Wireless ethernet ("WiFi" "2.4ghz" "802.11a/b/g") is akin to a cordless phone.

You have to have a base station to connect to. It is NOT a cellular phone that works (practically) everywhere. Your range is ~300m (100m gives you full bandwidth, but up to 300+m will give you a slower speed but still work).

Some cities have set up 'free' wireless all over town. This consists of hundreds if not thousands of WAPs (Wireless Access Points) networked together. More likely you're going to be able to pay $whatever to sit down in $coffeeplace to use the WiFi there or buy a WAP ('home broadband wireless router' etc.) to use it at home on the back porch/couch/kitchen counter/wherever.

As others have said CoSpgs is probably not set up for the free wireless everywhere, so you'd have to go with a cellular modem PCMCIA card.

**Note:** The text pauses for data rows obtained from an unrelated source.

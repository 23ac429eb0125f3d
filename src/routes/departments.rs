//! Department management. Structural invariants (no cycles, no deleting
//! non-empty departments) are enforced here before anything is persisted,
//! using the same arena the resolution engine traverses.

use axum::extract::{Path, State};
use axum::http::StatusCode;
use axum::routing::get;
use axum::{Json, Router};
use chrono::Utc;
use sqlx::Row;
use uuid::Uuid;

use crate::app::AppState;
use crate::authz::{self, permissions as perm, PermissionEngine};
use crate::errors::AppError;
use crate::events::log_activity;
use crate::jwt::AuthUser;
use crate::models::department::*;

use super::{principal_for, require};

pub fn routes() -> Router<AppState> {
    Router::new()
        .route("/", get(list_departments).post(create_department))
        .route("/:id", get(get_department).put(update_department).delete(delete_department))
}

fn department_from_row(row: &sqlx::sqlite::SqliteRow) -> Department {
    Department {
        id: Uuid::parse_str(row.get::<&str, _>("id")).unwrap_or_default(),
        name: row.get("name"),
        code: row.get("code"),
        parent_id: row
            .get::<Option<String>, _>("parent_id")
            .and_then(|s| Uuid::parse_str(&s).ok()),
        manager_id: row
            .get::<Option<String>, _>("manager_id")
            .and_then(|s| Uuid::parse_str(&s).ok()),
        active: row.get("active"),
        created_at: row.get("created_at"),
        updated_at: row.get("updated_at"),
    }
}

const DEPT_COLUMNS: &str = "id, name, code, parent_id, manager_id, active, created_at, updated_at";

async fn fetch_department(state: &AppState, id: Uuid) -> Result<Department, AppError> {
    let row = sqlx::query(&format!(
        "SELECT {DEPT_COLUMNS} FROM departments WHERE id = ? AND deleted_at IS NULL"
    ))
    .bind(id.to_string())
    .fetch_optional(&state.pool)
    .await?
    .ok_or_else(|| AppError::not_found("Department not found"))?;

    Ok(department_from_row(&row))
}

/// List the departments accessible to the caller (everything for admins,
/// own + managed subtree otherwise).
#[utoipa::path(
    get,
    path = "/departments",
    tag = "Departments",
    responses((status = 200, description = "Accessible departments", body = Vec<Department>)),
    security(("bearerAuth" = []))
)]
async fn list_departments(
    State(state): State<AppState>,
    auth: AuthUser,
) -> Result<Json<Vec<Department>>, AppError> {
    let principal = principal_for(&state, &auth).await?;
    let directory = authz::load_directory(&state.pool).await?;
    let engine = PermissionEngine::new(&directory);
    let accessible = engine.accessible_departments(&principal);

    let rows = sqlx::query(&format!(
        "SELECT {DEPT_COLUMNS} FROM departments WHERE deleted_at IS NULL ORDER BY name"
    ))
    .fetch_all(&state.pool)
    .await?;

    let departments: Vec<Department> = rows
        .iter()
        .map(department_from_row)
        .filter(|dept| accessible.contains(&dept.id))
        .collect();

    Ok(Json(departments))
}

/// Detail view with the derived hierarchy properties (level, full path,
/// children, deletability).
#[utoipa::path(
    get,
    path = "/departments/{id}",
    tag = "Departments",
    params(("id" = Uuid, Path, description = "Department ID")),
    responses(
        (status = 200, description = "Department details", body = DepartmentDetail),
        (status = 404, description = "Department not found"),
    ),
    security(("bearerAuth" = []))
)]
async fn get_department(
    State(state): State<AppState>,
    auth: AuthUser,
    Path(id): Path<Uuid>,
) -> Result<Json<DepartmentDetail>, AppError> {
    let (_, directory) = require(&state, &auth, perm::DEPARTMENTS_VIEW, Some(id)).await?;

    let department = fetch_department(&state, id).await?;
    let arena = &directory.departments;

    Ok(Json(DepartmentDetail {
        level: arena.level(id),
        path: arena.hierarchy_path(id),
        children: arena.children(id),
        can_delete: directory.can_delete_department(id),
        department,
    }))
}

#[utoipa::path(
    post,
    path = "/departments",
    tag = "Departments",
    request_body = DepartmentCreateRequest,
    responses(
        (status = 201, description = "Department created", body = Department),
        (status = 409, description = "Department code already exists"),
    ),
    security(("bearerAuth" = []))
)]
async fn create_department(
    State(state): State<AppState>,
    auth: AuthUser,
    Json(req): Json<DepartmentCreateRequest>,
) -> Result<(StatusCode, Json<Department>), AppError> {
    let (_, directory) = require(&state, &auth, perm::DEPARTMENTS_CREATE, req.parent_id).await?;

    if let Some(parent_id) = req.parent_id {
        if !directory.departments.contains(parent_id) {
            return Err(AppError::bad_request("Parent department does not exist"));
        }
    }

    let id = Uuid::new_v4();
    let now = Utc::now();

    sqlx::query(
        "INSERT INTO departments (id, name, code, parent_id, manager_id, active, created_at, updated_at)
         VALUES (?, ?, ?, ?, ?, 1, ?, ?)",
    )
    .bind(id.to_string())
    .bind(&req.name)
    .bind(&req.code)
    .bind(req.parent_id.map(|p| p.to_string()))
    .bind(req.manager_id.map(|m| m.to_string()))
    .bind(now)
    .bind(now)
    .execute(&state.pool)
    .await
    .map_err(|err| match err {
        sqlx::Error::Database(ref db) if db.is_unique_violation() => {
            AppError::conflict("Department code already exists")
        }
        other => AppError::from(other),
    })?;

    let department = Department {
        id,
        name: req.name,
        code: req.code,
        parent_id: req.parent_id,
        manager_id: req.manager_id,
        active: true,
        created_at: now,
        updated_at: now,
    };

    log_activity(&state.event_bus, "created", Some(auth.user_id), &department, None);

    Ok((StatusCode::CREATED, Json(department)))
}

/// Reparenting is rejected when the new parent sits inside the node's own
/// subtree; that check happens here against current state, before any
/// write.
#[utoipa::path(
    put,
    path = "/departments/{id}",
    tag = "Departments",
    params(("id" = Uuid, Path, description = "Department ID")),
    request_body = DepartmentUpdateRequest,
    responses(
        (status = 200, description = "Department updated", body = Department),
        (status = 404, description = "Department not found"),
        (status = 409, description = "Reparenting would create a cycle"),
    ),
    security(("bearerAuth" = []))
)]
async fn update_department(
    State(state): State<AppState>,
    auth: AuthUser,
    Path(id): Path<Uuid>,
    Json(req): Json<DepartmentUpdateRequest>,
) -> Result<Json<Department>, AppError> {
    let (_, directory) = require(&state, &auth, perm::DEPARTMENTS_EDIT, Some(id)).await?;

    let old = fetch_department(&state, id).await?;

    if let Some(new_parent) = req.parent_id {
        if !directory.departments.contains(new_parent) {
            return Err(AppError::bad_request("Parent department does not exist"));
        }
        if directory.departments.would_create_cycle(id, new_parent) {
            return Err(AppError::conflict(
                "A department may not become a child of its own descendant",
            ));
        }
    }

    let updated = Department {
        name: req.name.unwrap_or(old.name.clone()),
        code: req.code.unwrap_or(old.code.clone()),
        parent_id: req.parent_id.or(old.parent_id),
        manager_id: req.manager_id.or(old.manager_id),
        active: req.active.unwrap_or(old.active),
        updated_at: Utc::now(),
        ..old.clone()
    };

    sqlx::query(
        "UPDATE departments SET name = ?, code = ?, parent_id = ?, manager_id = ?, active = ?, updated_at = ? WHERE id = ?",
    )
    .bind(&updated.name)
    .bind(&updated.code)
    .bind(updated.parent_id.map(|p| p.to_string()))
    .bind(updated.manager_id.map(|m| m.to_string()))
    .bind(updated.active)
    .bind(updated.updated_at)
    .bind(id.to_string())
    .execute(&state.pool)
    .await?;

    log_activity(&state.event_bus, "updated", Some(auth.user_id), &updated, Some(&old));

    Ok(Json(updated))
}

/// Soft delete, refused while the department still has child departments
/// or assigned users.
#[utoipa::path(
    delete,
    path = "/departments/{id}",
    tag = "Departments",
    params(("id" = Uuid, Path, description = "Department ID")),
    responses(
        (status = 204, description = "Department deleted"),
        (status = 404, description = "Department not found"),
        (status = 409, description = "Department still has children or users"),
    ),
    security(("bearerAuth" = []))
)]
async fn delete_department(
    State(state): State<AppState>,
    auth: AuthUser,
    Path(id): Path<Uuid>,
) -> Result<StatusCode, AppError> {
    let (_, directory) = require(&state, &auth, perm::DEPARTMENTS_DELETE, Some(id)).await?;

    let department = fetch_department(&state, id).await?;

    if !directory.can_delete_department(id) {
        return Err(AppError::conflict(
            "Department still has child departments or assigned users",
        ));
    }

    let now = Utc::now();
    sqlx::query("UPDATE departments SET active = 0, deleted_at = ?, updated_at = ? WHERE id = ?")
        .bind(now)
        .bind(now)
        .bind(id.to_string())
        .execute(&state.pool)
        .await?;

    log_activity(&state.event_bus, "deleted", Some(auth.user_id), &department, None);

    Ok(StatusCode::NO_CONTENT)
}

You pay $whatever for the card and $whatever a month to have internet access anywhere you'd have cellphone service. This is... not as fast as WiFi (whch is ~11mbps, bottlenecked by whatever the WAP is plugged into) and more likely several hundred if not dozen Kbps. It's akin to being on a 56k dialup modem (though GPRS is better-ish) that's finicky about cell tower handoffs and such. It's a viable solution, but not as good as WiFi. Fortunately cell phone tech has gotten small enough to fit in a PCMCIA card, as the old 'cellular modems' actually had to plug into a cell phone and you had to have a model/brand-dependent cable to plug the modem into the phone. They charged you airtime rates ($$$$$$ back in the day) for every minute online. Now it's just like any other cell phone with 'internet access' and is usually a flat rate/month or charged by the MB downloaded.


As for 'two types of PCMCIA slots' the only two standards I know of are PCMCIA and Cardbus(32). PCMCIA is similar to ISA and CardBus is similar to PCI. Both have been around for a long time (my 5+ year old Compaq Armada has Cardbus slots) and CardBus slots are backwards compatable with PCMCIA slots. Any modern laptop should have CardBus slots. If there's something new out there, it's probably similar to PCI-X or something and is more than likely backwards compatable or the laptops with it will die a horrible death in the market. If it physically fits, it should work.

Verizon is CDMA with their own 'broadband' implimentation on top of it, T-Mobile is true GPRS but needs the GSM backbone to work on top of. One will give you better fallback and coverage at the cost of speed, the other vice-versa. Forgive me if I don't remember which.




Hopefully that explains some things. If not, blame the lack of sleep and/or beer.